By Nathalie Christian, July 18, 2023

Join Benicia Arts & Culture Commission, public officials, musicians and performers this Saturday, July 22 at 11am at the courtyard in front of St. Paul’s Episcopal Church (120 East J St., Benicia) for a celebration of art, culture and music at the upcoming dedication of a new public piano.

Now in its second year, the Arts & Culture Commission’s ‘Play-Art’ project invites local artists to transform a classic piano into a lasting piece of public art, available for the whole community to enjoy. After a blind vote, this year commissioners selected Benicia artist Josie Grant to bring her creative vision to life on a baby piano generously donated by Robert Gordon of Gordon’s Piano Shop.

“The ‘Jungle’ piano is great – that’s what I call it,” said Grant, who is a graduate of the San Francisco Art Institute and newer Benicia resident.

Grant didn’t have to look far for inspiration. “I used a portion of my classic visionary oil painting that was created during my MFA, which became an early poster success, called Phantom Lovers, [revising its] design to include the vista of the beautiful Benicia State Park, which I see daily from our new home after relocating from San Francisco and a Sausalito art studio.”

Vice-Mayor Terry Scott was chair of the Arts & Culture Commission during the inaugural installation of Benicia’s first public piano, designed by Phyllis Hartzell and named ‘Hippo.’ His pride in seeing this program survive to entertain the community another year, despite threatened budget cuts, is palpable.

“The Benicia Piano Art Program aims to blend the worlds of music and visual art, fostering moments of joy and connection, and provides a unique background of music to our First Street,” Vice-Mayor Scott said. “By providing these two decorated pianos, the program encourages people of all skill levels to sit down and play, promoting a sense of public ownership and inviting participation.”

The public pianos indeed attract visitors of all stripes, their playful, accessible designs signaling an open welcome to amateurs and professionals alike, appealing to musicians both young and old. It is not uncommon to walk by St. Paul’s on the way to one of First Street’s many bakeries and catch a bit of Chopin, then find a new player plinking out an homage to Dr. Dre on the way back.

“I think it’s fantastic that local musicians, neighbors, and visitors feel encouraged to publicly share their musical talents on these one-of-a-kind decorated pianos,” Vice-Mayor Scott added. “Such community-driven programs can truly bring people together through the power of art and music.”

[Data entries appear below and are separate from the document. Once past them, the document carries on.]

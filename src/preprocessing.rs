//! Per-channel image normalization.
//!
//! Image classifiers consume inputs shifted and scaled per channel; the
//! attack loop needs the inverse map to reason about raw pixels in `[0, 1]`.

use crate::autograd::Tensor;

/// Affine per-channel normalizer for NCHW image batches.
///
/// `normalize` maps raw pixels to `(x - mean) / std` per channel;
/// `denormalize` is the exact inverse. Both operate on plain data and
/// never record autograd ops.
pub struct ChannelNormalizer {
    mean: Vec<f32>,
    std: Vec<f32>,
}

impl ChannelNormalizer {
    /// Create a normalizer from per-channel statistics.
    ///
    /// # Panics
    ///
    /// Panics if the slices differ in length or any std is not positive.
    #[must_use]
    pub fn new(mean: &[f32], std: &[f32]) -> Self {
        assert_eq!(mean.len(), std.len(), "mean and std must cover the same channels");
        assert!(std.iter().all(|&s| s > 0.0), "channel std must be positive");
        Self {
            mean: mean.to_vec(),
            std: std.to_vec(),
        }
    }

    /// CIFAR-10 channel statistics.
    #[must_use]
    pub fn cifar10() -> Self {
        Self::new(&[0.4914, 0.4822, 0.4465], &[0.2470, 0.2435, 0.2616])
    }

    /// Number of channels this normalizer covers.
    #[must_use]
    pub fn num_channels(&self) -> usize {
        self.mean.len()
    }

    /// Map raw pixels to normalized space: `(x - mean) / std` per channel.
    ///
    /// # Panics
    ///
    /// Panics if `batch` is not 4-D NCHW with the expected channel count.
    #[must_use]
    pub fn normalize(&self, batch: &Tensor) -> Tensor {
        self.apply(batch, |v, mean, std| (v - mean) / std)
    }

    /// Map normalized values back to raw pixel space: `x * std + mean`.
    ///
    /// # Panics
    ///
    /// Panics if `batch` is not 4-D NCHW with the expected channel count.
    #[must_use]
    pub fn denormalize(&self, batch: &Tensor) -> Tensor {
        self.apply(batch, |v, mean, std| v * std + mean)
    }

    /// Snap a normalized batch onto the valid image manifold.
    ///
    /// Denormalizes, clips raw pixels to `[0, 1]`, and renormalizes. Values
    /// already corresponding to valid pixels pass through unchanged.
    #[must_use]
    pub fn project_valid(&self, batch: &Tensor) -> Tensor {
        self.apply(batch, |v, mean, std| {
            let pixel = (v * std + mean).clamp(0.0, 1.0);
            (pixel - mean) / std
        })
    }

    fn apply(&self, batch: &Tensor, f: impl Fn(f32, f32, f32) -> f32) -> Tensor {
        assert_eq!(batch.ndim(), 4, "expected a 4-D NCHW batch");
        let channels = batch.shape()[1];
        assert_eq!(
            channels,
            self.mean.len(),
            "normalizer covers {} channels, batch has {}",
            self.mean.len(),
            channels
        );

        let plane = batch.shape()[2] * batch.shape()[3];
        let data: Vec<f32> = batch
            .data()
            .iter()
            .enumerate()
            .map(|(i, &v)| {
                let ch = (i / plane) % channels;
                f(v, self.mean[ch], self.std[ch])
            })
            .collect();
        Tensor::new(&data, batch.shape())
    }
}

#[cfg(test)]
mod tests {
    use super::*;

    fn max_abs_diff(a: &Tensor, b: &Tensor) -> f32 {
        a.data()
            .iter()
            .zip(b.data().iter())
            .map(|(&x, &y)| (x - y).abs())
            .fold(0.0, f32::max)
    }

    #[test]
    fn test_normalize_denormalize_round_trip() {
        let norm = ChannelNormalizer::cifar10();
        let raw = Tensor::new(
            &[0.0, 0.25, 0.5, 0.75, 1.0, 0.1, 0.9, 0.33, 0.67, 0.5, 0.2, 0.8],
            &[1, 3, 2, 2],
        );
        let round = norm.denormalize(&norm.normalize(&raw));
        assert!(max_abs_diff(&raw, &round) < 1e-6);
    }

    #[test]
    fn test_cifar10_covers_three_channels() {
        assert_eq!(ChannelNormalizer::cifar10().num_channels(), 3);
    }

    #[test]
    fn test_normalize_per_channel() {
        let norm = ChannelNormalizer::new(&[0.5, 0.0], &[0.5, 2.0]);
        let raw = Tensor::new(&[1.0, 1.0], &[1, 2, 1, 1]);
        let out = norm.normalize(&raw);
        assert_eq!(out.data(), &[1.0, 0.5]);
    }

    #[test]
    fn test_project_valid_clamps_out_of_range_pixels() {
        let norm = ChannelNormalizer::new(&[0.5], &[0.5]);
        // Pixels -0.5 and 1.5 in raw space: normalized -2.0 and 2.0.
        let batch = Tensor::new(&[-2.0, 2.0, 0.0], &[1, 1, 1, 3]);
        let projected = norm.project_valid(&batch);
        // Clamped to pixels 0 and 1: normalized -1.0 and 1.0; 0.0 untouched.
        assert_eq!(projected.data(), &[-1.0, 1.0, 0.0]);
    }

    #[test]
    fn test_project_valid_is_identity_inside_range() {
        let norm = ChannelNormalizer::cifar10();
        let raw = Tensor::new(&[0.1, 0.5, 0.9], &[1, 3, 1, 1]);
        let normalized = norm.normalize(&raw);
        let projected = norm.project_valid(&normalized);
        assert!(max_abs_diff(&normalized, &projected) < 1e-6);
    }

    #[test]
    #[should_panic(expected = "channel std must be positive")]
    fn test_zero_std_rejected() {
        let _ = ChannelNormalizer::new(&[0.5], &[0.0]);
    }
}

“For me, it’s a community builder,” Arts & Culture Commission Chair Bizzy Lewis agreed. “There’s something about seeing children, families, even tourists stopping in their tracks to check the pianos out. Rather than keeping their heads down, eyes on their phones, walking briskly, people instead stop to listen to the music, then appreciate the beautiful decorated pianos. They stop, and they take in the moment.”

Musicians and performers of all ages will be at the public piano dedication this Saturday. After the dedication, the Benicia Performing Arts Foundation is inviting the community to upload videos of themselves playing to have a chance to win Downtown Dollars. | Photo by Will Stockton.

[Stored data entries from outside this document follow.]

//! Convenience re-exports of the most commonly used items.
//!
//! ```
//! use robustez::prelude::*;
//! ```

pub use crate::attack::{Pgd, NORM_SCALE};
pub use crate::autograd::{no_grad, Tensor};
pub use crate::ensemble::{Aggregation, Ensemble};
pub use crate::error::{Result, RobustezError};
pub use crate::metrics::{accuracy, argmax_rows};
pub use crate::nn::{CrossEntropyLoss, Linear, Reduction};
pub use crate::preprocessing::ChannelNormalizer;
pub use crate::traits::Classifier;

“Even when it’s not being played, it’s a beautiful piece of art,” Lewis continued. “It’s great seeing everyone stand together, to listen to music and to appreciate art in community. It’s what we need, and it’s what these pianos do.”

Adding to this year’s fun, the Benicia Performing Arts Foundation is sponsoring a contest where entrants can use a QR code that will be posted on the piano to upload videos of themselves playing. Through the summer, until the pianos are rehoused for the winter, video entrants will have a chance to be randomly selected to win Downtown Dollars, redeemable at participating Benicia businesses.

Even without the added draw of a contest and the promise of Downtown Dollars, Benicia kids appear to have given the public pianos their collective seal of approval. Outside of a few instances of petty vandalism, Benicia youth have embraced the piano, playing alone, in pairs or in larger groups. The low-key, high-creativity setting  offers a little something for everyone, but kids especially seem to love the accessibility and promise of the whimsical, open-air instrument.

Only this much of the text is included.